(GIVEN RECORDS Opens)

//! # Invoice Pricing
//!
//! A deterministic pricing engine that turns an invoice into a payable total
//! plus advisory warnings.
//!
//! ## Design Principles
//!
//! - **Fixed-point arithmetic**: Uses 4 decimal places via `rust_decimal`
//! - **Validate first**: Every structural problem is reported in one error
//! - **Rules as data**: Coupon, tax and shipping rules live in immutable tables
//! - **Warnings, not failures**: Pricing anomalies never abort a computation
//!
//! ## Example
//!
//! ```
//! use invoice_pricing::{Invoice, LineItem, Money, PricingEngine};
//!
//! let invoice = Invoice::new("INV001", "CUST01", "TH")
//!     .with_coupon("WELCOME10")
//!     .with_item(LineItem::new("ITEM01", "book", Money::from_units(100), 2));
//!
//! let result = PricingEngine::new().compute_total(&invoice).unwrap();
//! assert_eq!(result.breakdown.discount, Money::from_units(20));
//! assert!(result.warnings.is_empty());
//! ```

pub mod batch;
pub mod calculator;
pub mod engine;
pub mod error;
pub mod invoice;
pub mod money;
pub mod rates;
pub mod validation;

pub use batch::{InvoiceBatch, PricedInvoice};
pub use calculator::Warning;
pub use engine::{ComputationResult, PriceBreakdown, PricingEngine};
pub use error::{EngineError, Result, ValidationError};
pub use invoice::{Category, Invoice, InvoiceRecord, LineItem, MembershipTier};
pub use money::Money;
pub use rates::{RateTables, ShippingRule, ShippingTable, ShippingTier, TaxTable};
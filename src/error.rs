//! Error types for the pricing engine.

use thiserror::Error;

/// Result type alias for engine operations
pub type Result<T> = std::result::Result<T, EngineError>;

/// Structural problems found in an invoice.
///
/// Carries every detected problem, not only the first; the message joins
/// them with `"; "`.
#[derive(Error, Debug, Clone, PartialEq, Eq)]
#[error("{}", .problems.join("; "))]
pub struct ValidationError {
    pub problems: Vec<String>,
}

impl ValidationError {
    pub fn new(problems: Vec<String>) -> Self {
        ValidationError { problems }
    }
}

/// Errors that can occur during engine operation.
#[derive(Error, Debug)]
pub enum EngineError {
    /// Failed to open or read an input file
    #[error("I/O error: {0}")]
    Io(#[from] std::io::Error),

    /// CSV parsing or writing error
    #[error("CSV parsing error: {0}")]
    Csv(#[from] csv::Error),

    /// Rate table document could not be decoded
    #[error("Rate table parsing error: {0}")]
    Json(#[from] serde_json::Error),

    /// Invoice failed structural validation
    #[error("Invalid invoice: {0}")]
    Validation(#[from] ValidationError),

    /// Invalid invoice row
    #[error("Invalid invoice row {row}: {message}")]
    InvalidRecord { row: usize, message: String },

    /// Rate tables violate their own constraints
    #[error("Invalid rate tables: {0}")]
    InvalidRates(String),

    /// Missing input file argument
    #[error("Missing input file argument. Usage: invoice-pricing <invoices.csv> [rates.json]")]
    MissingArgument,
}
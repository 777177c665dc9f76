//! The individual pricing stages.
//!
//! Each stage is a pure function of its inputs. Shipping, discount and tax
//! depend only on the subtotal (and the invoice), never on each other.

use crate::invoice::{Invoice, LineItem, MembershipTier};
use crate::money::Money;
use crate::rates::RateTables;
use rust_decimal::Decimal;
use std::fmt;

/// Surcharge added per unit of a fragile item.
pub const FRAGILE_FEE_PER_UNIT: i64 = 5;

/// Advisory, non-fatal message attached to a computed total.
#[derive(Debug, Clone, Copy, PartialEq, Eq, Hash)]
pub enum Warning {
    /// A coupon was supplied but is not in the coupon table.
    UnknownCoupon,
    /// Large subtotal without a gold or platinum membership.
    MembershipUpgrade,
}

impl Warning {
    pub fn as_str(&self) -> &'static str {
        match self {
            Warning::UnknownCoupon => "Unknown coupon",
            Warning::MembershipUpgrade => "Consider membership upgrade",
        }
    }
}

impl fmt::Display for Warning {
    fn fmt(&self, f: &mut fmt::Formatter<'_>) -> fmt::Result {
        f.write_str(self.as_str())
    }
}

/// Returns `(subtotal, fragile_fee)` for the given items.
pub fn subtotal_and_fragile_fee(items: &[LineItem]) -> (Money, Money) {
    let subtotal = items.iter().map(LineItem::line_total).sum();
    let fragile_fee = items
        .iter()
        .filter(|item| item.fragile)
        .map(|item| Money::from_units(FRAGILE_FEE_PER_UNIT) * item.qty)
        .sum();
    (subtotal, fragile_fee)
}

pub fn shipping_fee(rates: &RateTables, subtotal: Money, country: &str) -> Money {
    rates.shipping.rule_for(country).fee_for(subtotal)
}

/// One entry of the membership priority chain.
pub struct TierRule {
    pub name: &'static str,
    pub applies: fn(MembershipTier, Money) -> bool,
    pub amount: fn(Money) -> Money,
}

/// Membership discounts, evaluated in order. The first matching rule is the
/// only one applied.
pub const MEMBERSHIP_RULES: [TierRule; 3] = [
    TierRule {
        name: "gold",
        applies: is_gold,
        amount: gold_discount,
    },
    TierRule {
        name: "platinum",
        applies: is_platinum,
        amount: platinum_discount,
    },
    TierRule {
        name: "large order",
        applies: is_large_order,
        amount: large_order_discount,
    },
];

fn is_gold(tier: MembershipTier, _: Money) -> bool {
    tier == MembershipTier::Gold
}

fn gold_discount(subtotal: Money) -> Money {
    subtotal.apply_rate(Decimal::new(3, 2))
}

fn is_platinum(tier: MembershipTier, _: Money) -> bool {
    tier == MembershipTier::Platinum
}

fn platinum_discount(subtotal: Money) -> Money {
    subtotal.apply_rate(Decimal::new(5, 2))
}

fn is_large_order(_: MembershipTier, subtotal: Money) -> bool {
    subtotal > Money::from_units(3000)
}

fn large_order_discount(_: Money) -> Money {
    Money::from_units(20)
}

/// Applies the first matching membership rule, if any.
pub fn membership_discount(tier: MembershipTier, subtotal: Money) -> Option<(&'static str, Money)> {
    MEMBERSHIP_RULES
        .iter()
        .find(|rule| (rule.applies)(tier, subtotal))
        .map(|rule| (rule.name, (rule.amount)(subtotal)))
}

/// Discount stage output: the amount and the warnings raised while computing it.
#[derive(Debug, Clone, PartialEq, Eq)]
pub struct Discount {
    pub amount: Money,
    pub warnings: Vec<Warning>,
}

/// Membership discount plus coupon discount.
///
/// The coupon is evaluated regardless of which membership rule matched. An
/// absent or empty coupon is ignored; anything else is trimmed and looked up,
/// and an unrecognized code raises [`Warning::UnknownCoupon`].
pub fn discount(rates: &RateTables, invoice: &Invoice, subtotal: Money) -> Discount {
    let mut amount = membership_discount(invoice.tier(), subtotal)
        .map(|(_, amount)| amount)
        .unwrap_or(Money::ZERO);
    let mut warnings = Vec::new();

    if let Some(coupon) = invoice.coupon.as_deref().filter(|c| !c.is_empty()) {
        match rates.coupon_rate(coupon.trim()) {
            Some(rate) => amount += subtotal.apply_rate(rate),
            None => warnings.push(Warning::UnknownCoupon),
        }
    }

    Discount { amount, warnings }
}

/// Tax on `subtotal - discount`.
///
/// The taxable base is not floored at zero: a discount larger than the
/// subtotal produces a negative tax.
pub fn tax(rates: &RateTables, subtotal: Money, discount: Money, country: &str) -> Money {
    (subtotal - discount).apply_rate(rates.tax.rate_for(country))
}

#[cfg(test)]
mod tests {
    use super::*;

    fn units(n: i64) -> Money {
        Money::from_units(n)
    }

    fn invoice(membership: &str, coupon: Option<&str>) -> Invoice {
        let mut invoice = Invoice::new("INV001", "CUST01", "TH").with_membership(membership);
        invoice.coupon = coupon.map(str::to_string);
        invoice
    }

    #[test]
    fn test_subtotal_and_fragile_fee() {
        let items = vec![
            LineItem::new("A", "book", units(100), 2),
            LineItem::new("B", "electronics", "19.99".parse().unwrap(), 3).fragile(),
        ];
        let (subtotal, fragile) = subtotal_and_fragile_fee(&items);
        assert_eq!(subtotal.to_string(), "259.9700");
        assert_eq!(fragile, units(15));
    }

    #[test]
    fn test_shipping_by_country() {
        let rates = RateTables::default();
        assert_eq!(shipping_fee(&rates, units(100), "TH"), units(60));
        assert_eq!(shipping_fee(&rates, units(500), "TH"), Money::ZERO);
        assert_eq!(shipping_fee(&rates, units(3999), "JP"), units(600));
        assert_eq!(shipping_fee(&rates, units(4000), "JP"), Money::ZERO);
        assert_eq!(shipping_fee(&rates, units(50), "US"), units(15));
        assert_eq!(shipping_fee(&rates, units(150), "US"), units(8));
        assert_eq!(shipping_fee(&rates, units(350), "US"), Money::ZERO);
        assert_eq!(shipping_fee(&rates, units(100), "XX"), units(25));
        assert_eq!(shipping_fee(&rates, units(250), "XX"), Money::ZERO);
    }

    #[test]
    fn test_membership_chain_first_match_wins() {
        assert_eq!(
            membership_discount(MembershipTier::Gold, units(5000)),
            Some(("gold", units(150)))
        );
        assert_eq!(
            membership_discount(MembershipTier::Platinum, units(5000)),
            Some(("platinum", units(250)))
        );
        assert_eq!(
            membership_discount(MembershipTier::Standard, units(5000)),
            Some(("large order", units(20)))
        );
        assert_eq!(membership_discount(MembershipTier::Standard, units(3000)), None);
    }

    #[test]
    fn test_coupon_stacks_on_membership() {
        let rates = RateTables::default();
        let result = discount(&rates, &invoice("gold", Some(" WELCOME10 ")), units(200));
        assert_eq!(result.amount, units(26));
        assert!(result.warnings.is_empty());
    }

    #[test]
    fn test_unknown_coupon_warns() {
        let rates = RateTables::default();
        let result = discount(&rates, &invoice("none", Some("BOGUS")), units(200));
        assert_eq!(result.amount, Money::ZERO);
        assert_eq!(result.warnings, vec![Warning::UnknownCoupon]);
    }

    #[test]
    fn test_empty_coupon_is_ignored_but_blank_is_unknown() {
        let rates = RateTables::default();
        let empty = discount(&rates, &invoice("none", Some("")), units(200));
        assert!(empty.warnings.is_empty());

        let blank = discount(&rates, &invoice("none", Some("   ")), units(200));
        assert_eq!(blank.warnings, vec![Warning::UnknownCoupon]);
    }

    #[test]
    fn test_tax_allows_negative_base() {
        let rates = RateTables::default();
        assert_eq!(tax(&rates, units(200), Money::ZERO, "TH"), units(14));
        assert_eq!(tax(&rates, units(100), units(200), "XX"), units(-5));
    }

    #[test]
    fn test_warning_text() {
        assert_eq!(Warning::UnknownCoupon.to_string(), "Unknown coupon");
        assert_eq!(
            Warning::MembershipUpgrade.to_string(),
            "Consider membership upgrade"
        );
    }
}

(GIVEN RECORDS Closes)

Starting with the line with "use std::fmt;" above and going on through the line with "pub fn subtotal_and_fragile_fee(items: &[LineItem])", transcribe every line exactly, both ends included, and add nothing.

use std::fmt;

/// Surcharge added per unit of a fragile item.
pub const FRAGILE_FEE_PER_UNIT: i64 = 5;

/// Advisory, non-fatal message attached to a computed total.
#[derive(Debug, Clone, Copy, PartialEq, Eq, Hash)]
pub enum Warning {
    /// A coupon was supplied but is not in the coupon table.
    UnknownCoupon,
    /// Large subtotal without a gold or platinum membership.
    MembershipUpgrade,
}

impl Warning {
    pub fn as_str(&self) -> &'static str {
        match self {
            Warning::UnknownCoupon => "Unknown coupon",
            Warning::MembershipUpgrade => "Consider membership upgrade",
        }
    }
}

impl fmt::Display for Warning {
    fn fmt(&self, f: &mut fmt::Formatter<'_>) -> fmt::Result {
        f.write_str(self.as_str())
    }
}

/// Returns `(subtotal, fragile_fee)` for the given items.
pub fn subtotal_and_fragile_fee(items: &[LineItem]) -> (Money, Money) {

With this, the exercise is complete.